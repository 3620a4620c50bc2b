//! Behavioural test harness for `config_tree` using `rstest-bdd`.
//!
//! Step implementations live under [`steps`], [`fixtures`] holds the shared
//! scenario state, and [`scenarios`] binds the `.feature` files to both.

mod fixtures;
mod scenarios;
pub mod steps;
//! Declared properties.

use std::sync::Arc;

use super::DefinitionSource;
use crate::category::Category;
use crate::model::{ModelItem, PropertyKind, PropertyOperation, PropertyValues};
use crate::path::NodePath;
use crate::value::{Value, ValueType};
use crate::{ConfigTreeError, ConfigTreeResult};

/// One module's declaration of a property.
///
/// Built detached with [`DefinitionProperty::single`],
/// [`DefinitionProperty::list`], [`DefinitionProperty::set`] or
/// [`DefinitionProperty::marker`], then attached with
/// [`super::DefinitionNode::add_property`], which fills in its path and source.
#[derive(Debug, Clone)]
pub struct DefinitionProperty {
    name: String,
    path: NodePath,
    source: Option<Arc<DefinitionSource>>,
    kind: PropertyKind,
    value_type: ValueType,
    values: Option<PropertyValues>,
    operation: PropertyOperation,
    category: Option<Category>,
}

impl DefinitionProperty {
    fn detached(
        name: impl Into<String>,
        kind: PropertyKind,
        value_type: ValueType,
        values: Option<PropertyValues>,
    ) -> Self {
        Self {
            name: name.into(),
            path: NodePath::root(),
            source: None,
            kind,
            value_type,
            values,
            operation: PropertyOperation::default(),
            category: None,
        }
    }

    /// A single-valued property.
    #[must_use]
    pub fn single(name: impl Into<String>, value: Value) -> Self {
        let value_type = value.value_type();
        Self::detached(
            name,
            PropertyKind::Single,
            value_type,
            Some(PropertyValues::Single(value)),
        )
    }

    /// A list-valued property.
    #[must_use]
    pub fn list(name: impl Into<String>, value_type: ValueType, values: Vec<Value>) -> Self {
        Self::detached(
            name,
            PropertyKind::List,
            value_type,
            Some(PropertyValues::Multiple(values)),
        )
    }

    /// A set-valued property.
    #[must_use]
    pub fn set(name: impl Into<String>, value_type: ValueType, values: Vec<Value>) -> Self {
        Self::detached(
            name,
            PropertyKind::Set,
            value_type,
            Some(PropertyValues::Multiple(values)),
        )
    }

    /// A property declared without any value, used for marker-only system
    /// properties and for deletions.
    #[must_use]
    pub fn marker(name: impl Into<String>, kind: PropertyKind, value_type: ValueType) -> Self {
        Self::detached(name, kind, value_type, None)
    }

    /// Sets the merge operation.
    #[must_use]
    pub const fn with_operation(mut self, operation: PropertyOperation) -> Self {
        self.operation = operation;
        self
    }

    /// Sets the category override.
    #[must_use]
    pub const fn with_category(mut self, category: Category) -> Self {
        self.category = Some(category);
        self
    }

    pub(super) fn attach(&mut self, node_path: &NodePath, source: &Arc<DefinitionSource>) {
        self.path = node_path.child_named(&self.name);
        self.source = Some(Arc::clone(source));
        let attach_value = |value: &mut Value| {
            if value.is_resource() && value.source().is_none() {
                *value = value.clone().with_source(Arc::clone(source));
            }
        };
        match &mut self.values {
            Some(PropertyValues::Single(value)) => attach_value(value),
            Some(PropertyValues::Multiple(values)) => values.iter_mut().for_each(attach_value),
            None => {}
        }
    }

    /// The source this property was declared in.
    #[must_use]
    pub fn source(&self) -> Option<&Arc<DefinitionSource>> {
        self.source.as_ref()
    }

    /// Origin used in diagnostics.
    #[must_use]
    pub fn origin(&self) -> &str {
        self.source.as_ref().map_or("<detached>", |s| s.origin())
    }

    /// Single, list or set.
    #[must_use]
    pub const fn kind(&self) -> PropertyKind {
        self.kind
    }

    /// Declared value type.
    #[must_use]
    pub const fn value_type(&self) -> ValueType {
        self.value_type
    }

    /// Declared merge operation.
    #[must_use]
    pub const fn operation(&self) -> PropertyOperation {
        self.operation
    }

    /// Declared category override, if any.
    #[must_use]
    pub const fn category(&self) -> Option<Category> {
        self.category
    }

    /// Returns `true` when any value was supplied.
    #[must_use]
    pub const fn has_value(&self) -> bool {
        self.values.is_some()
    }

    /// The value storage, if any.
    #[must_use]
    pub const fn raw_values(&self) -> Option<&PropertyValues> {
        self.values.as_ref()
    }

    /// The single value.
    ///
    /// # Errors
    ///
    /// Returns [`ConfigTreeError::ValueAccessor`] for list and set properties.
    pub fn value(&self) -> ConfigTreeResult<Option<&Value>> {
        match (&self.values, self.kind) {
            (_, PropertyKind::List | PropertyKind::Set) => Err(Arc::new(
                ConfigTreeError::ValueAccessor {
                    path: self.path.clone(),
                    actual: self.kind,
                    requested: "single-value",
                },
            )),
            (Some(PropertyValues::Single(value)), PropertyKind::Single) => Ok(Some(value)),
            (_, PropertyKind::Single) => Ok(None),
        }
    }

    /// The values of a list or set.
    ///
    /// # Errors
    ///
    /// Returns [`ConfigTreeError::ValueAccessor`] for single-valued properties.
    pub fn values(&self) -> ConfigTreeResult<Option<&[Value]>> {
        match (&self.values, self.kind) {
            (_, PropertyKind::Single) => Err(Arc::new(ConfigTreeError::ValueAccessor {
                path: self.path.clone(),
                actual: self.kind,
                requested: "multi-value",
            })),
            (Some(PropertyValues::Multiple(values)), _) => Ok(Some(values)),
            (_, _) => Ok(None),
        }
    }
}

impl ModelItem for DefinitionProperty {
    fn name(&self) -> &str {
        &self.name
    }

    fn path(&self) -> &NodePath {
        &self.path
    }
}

----------------------------------------

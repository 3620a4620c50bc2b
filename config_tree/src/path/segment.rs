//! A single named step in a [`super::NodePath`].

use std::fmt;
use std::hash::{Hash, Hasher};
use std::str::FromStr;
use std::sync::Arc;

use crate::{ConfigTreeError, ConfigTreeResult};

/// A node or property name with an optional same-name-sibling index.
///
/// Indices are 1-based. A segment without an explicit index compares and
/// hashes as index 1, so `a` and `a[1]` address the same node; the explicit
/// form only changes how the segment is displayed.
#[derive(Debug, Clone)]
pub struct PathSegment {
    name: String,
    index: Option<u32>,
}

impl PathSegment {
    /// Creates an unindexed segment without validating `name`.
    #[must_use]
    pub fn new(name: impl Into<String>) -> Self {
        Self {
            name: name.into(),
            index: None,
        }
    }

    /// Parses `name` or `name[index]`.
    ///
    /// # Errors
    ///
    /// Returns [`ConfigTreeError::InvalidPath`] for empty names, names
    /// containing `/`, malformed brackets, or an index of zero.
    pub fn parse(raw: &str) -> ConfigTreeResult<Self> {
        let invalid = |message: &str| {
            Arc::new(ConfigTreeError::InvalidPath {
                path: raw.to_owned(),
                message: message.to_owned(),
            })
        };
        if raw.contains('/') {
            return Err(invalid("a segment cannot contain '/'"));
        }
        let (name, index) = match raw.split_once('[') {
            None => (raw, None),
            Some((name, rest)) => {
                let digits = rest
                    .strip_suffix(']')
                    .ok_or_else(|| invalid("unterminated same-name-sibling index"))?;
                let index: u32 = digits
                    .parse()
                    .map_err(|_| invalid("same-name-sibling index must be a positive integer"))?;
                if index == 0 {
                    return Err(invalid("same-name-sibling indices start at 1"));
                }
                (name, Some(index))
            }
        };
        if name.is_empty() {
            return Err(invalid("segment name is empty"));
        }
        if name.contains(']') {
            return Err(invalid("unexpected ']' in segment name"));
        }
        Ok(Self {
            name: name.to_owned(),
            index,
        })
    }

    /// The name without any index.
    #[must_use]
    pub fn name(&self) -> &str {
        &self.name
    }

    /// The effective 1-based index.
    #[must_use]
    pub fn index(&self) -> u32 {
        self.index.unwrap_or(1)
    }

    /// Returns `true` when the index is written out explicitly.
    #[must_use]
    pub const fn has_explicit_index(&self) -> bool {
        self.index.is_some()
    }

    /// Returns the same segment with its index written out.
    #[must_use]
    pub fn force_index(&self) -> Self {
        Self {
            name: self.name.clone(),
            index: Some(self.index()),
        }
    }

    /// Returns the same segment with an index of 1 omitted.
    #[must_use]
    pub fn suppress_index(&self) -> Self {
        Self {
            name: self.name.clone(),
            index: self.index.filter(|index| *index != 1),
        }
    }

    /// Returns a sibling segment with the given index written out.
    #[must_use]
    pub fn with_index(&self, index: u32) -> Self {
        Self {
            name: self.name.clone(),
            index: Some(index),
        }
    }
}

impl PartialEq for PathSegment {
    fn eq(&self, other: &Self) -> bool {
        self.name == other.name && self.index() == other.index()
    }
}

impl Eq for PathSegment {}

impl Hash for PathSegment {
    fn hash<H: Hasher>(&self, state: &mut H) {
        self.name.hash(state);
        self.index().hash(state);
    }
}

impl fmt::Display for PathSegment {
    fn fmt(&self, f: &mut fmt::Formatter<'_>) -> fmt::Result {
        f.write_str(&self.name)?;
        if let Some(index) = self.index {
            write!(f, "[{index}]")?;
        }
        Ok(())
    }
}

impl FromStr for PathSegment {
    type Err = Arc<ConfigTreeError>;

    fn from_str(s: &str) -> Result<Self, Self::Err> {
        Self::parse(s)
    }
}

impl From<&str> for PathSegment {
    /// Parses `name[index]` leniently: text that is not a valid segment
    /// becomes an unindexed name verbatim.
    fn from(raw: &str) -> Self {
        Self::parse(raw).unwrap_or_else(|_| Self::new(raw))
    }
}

----------------------------------------

**TASK INSTRUCTIONS:**
Isolate the lines above that contain the word "fixtures" and copy them.

**RESULT BELOW:**
//! Step implementations live under [`steps`], [`fixtures`] holds the shared
mod fixtures;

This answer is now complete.